A-type FHFs mediate resurgent currents through TTX-resistant voltage-gated sodium channels

Resurgent currents (I(NaR)) produced by voltage-gated sodium channels are required for many neurons to maintain high-frequency firing and contribute to neuronal hyperexcitability and disease pathophysiology. Here, we show, for the first time, that I(NaR) can be reconstituted in a heterologous system by coexpression of sodium channel α-subunits and A-type fibroblast growth factor homologous factors (FHFs). Specifically, A-type FHFs induces I(NaR) from Nav1.8, Nav1.9 tetrodotoxin (TTX)-resistant neuronal channels, and, to a lesser extent, neuronal Nav1.7 and cardiac Nav1.5 channels. Moreover, we identified the N-terminus of FHF as the critical molecule responsible for A-type FHFs-mediated I(NaR).
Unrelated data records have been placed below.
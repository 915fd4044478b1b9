//! Plain-text presence card.

use std::fmt::Write;

use chrono::{DateTime, Utc};

use lanyard_presence::{Activity, ClientState, MusicActivity, PresenceRecord, PresenceSnapshot};

/// Render the loading text, the error reason, or the card.
pub fn render_snapshot(snapshot: &PresenceSnapshot, now: DateTime<Utc>) -> String {
    match (&snapshot.state, &snapshot.record) {
        (ClientState::Loading, _) => "Loading presence...\n".to_string(),
        (ClientState::Error(reason), None) => format!("{reason}\n"),
        (ClientState::Error(reason), Some(record)) => {
            format!("{}(stale: {reason})\n", render_record(record, now))
        }
        (ClientState::Ready, Some(record)) => render_record(record, now),
        (ClientState::Ready, None) => String::new(),
    }
}

pub fn render_record(record: &PresenceRecord, now: DateTime<Utc>) -> String {
    let mut out = String::new();
    let user = &record.user;

    let handle = if user.discriminator == "0" || user.discriminator.is_empty() {
        format!("@{}", user.username)
    } else {
        format!("{}#{}", user.username, user.discriminator)
    };
    let _ = writeln!(out, "{} ({handle})", user.display_name());

    let mut platforms = Vec::new();
    if record.active_on_desktop {
        platforms.push("desktop");
    }
    if record.active_on_mobile {
        platforms.push("mobile");
    }
    if record.active_on_web {
        platforms.push("web");
    }
    if platforms.is_empty() {
        let _ = writeln!(out, "  status: {}", record.status);
    } else {
        let _ = writeln!(
            out,
            "  status: {} on {}",
            record.status,
            platforms.join(", ")
        );
    }
    if let Some(avatar) = user.avatar_url() {
        let _ = writeln!(out, "  avatar: {avatar}");
    }

    if let Some(music) = &record.music {
        render_music(&mut out, music);
    }
    for activity in &record.activities {
        render_activity(&mut out, activity, now);
    }
    out
}

fn render_music(out: &mut String, music: &MusicActivity) {
    let _ = writeln!(out, "  Listening to Spotify");
    let _ = writeln!(out, "    {}", music.track);
    let _ = writeln!(out, "    {}", music.artist);
    let _ = writeln!(out, "    {}", music.album);
    if !music.album_art_url.is_empty() {
        let _ = writeln!(out, "    art: {}", music.album_art_url);
    }
}

fn render_activity(out: &mut String, activity: &Activity, now: DateTime<Utc>) {
    let _ = writeln!(out, "  {}", activity.name);
    if let Some(details) = &activity.details {
        let _ = writeln!(out, "    {details}");
    }
    if let Some(state) = &activity.state {
        let _ = writeln!(out, "    {state}");
    }
    if let Some(elapsed) = activity
        .timestamps
        .and_then(|t| t.start)
        .and_then(|start| elapsed_since(start, now))
    {
        let _ = writeln!(out, "    {elapsed} elapsed");
    }
    if let Some(url) = activity.large_image_url() {
        match &activity.large_text {
            Some(text) => {
                let _ = writeln!(out, "    image: {url} ({text})");
            }
            None => {
                let _ = writeln!(out, "    image: {url}");
            }
        }
    }
}

/// `HH:MM:SS` since `start_ms`, or `None` for a start in the future.
fn elapsed_since(start_ms: i64, now: DateTime<Utc>) -> Option<String> {
    let start = DateTime::from_timestamp_millis(start_ms)?;
    let secs = now.signed_duration_since(start).num_seconds();
    if secs < 0 {
        return None;
    }
    Some(format!(
        "{:02}:{:02}:{:02}",
        secs / 3600,
        (secs % 3600) / 60,
        secs % 60
    ))
}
Among the FHFs, FHF4A is the most important isoform for mediating Nav1.8 and Nav1.9 I(NaR). In nociceptive sensory neurons, FHF4A knockdown significantly reduces I(NaR) amplitude and the percentage of neurons that generate I(NaR), substantially suppressing excitability. Thus, our work reveals a novel molecular mechanism underlying TTX-resistant I(NaR) generation and provides important potential targets for pain treatment.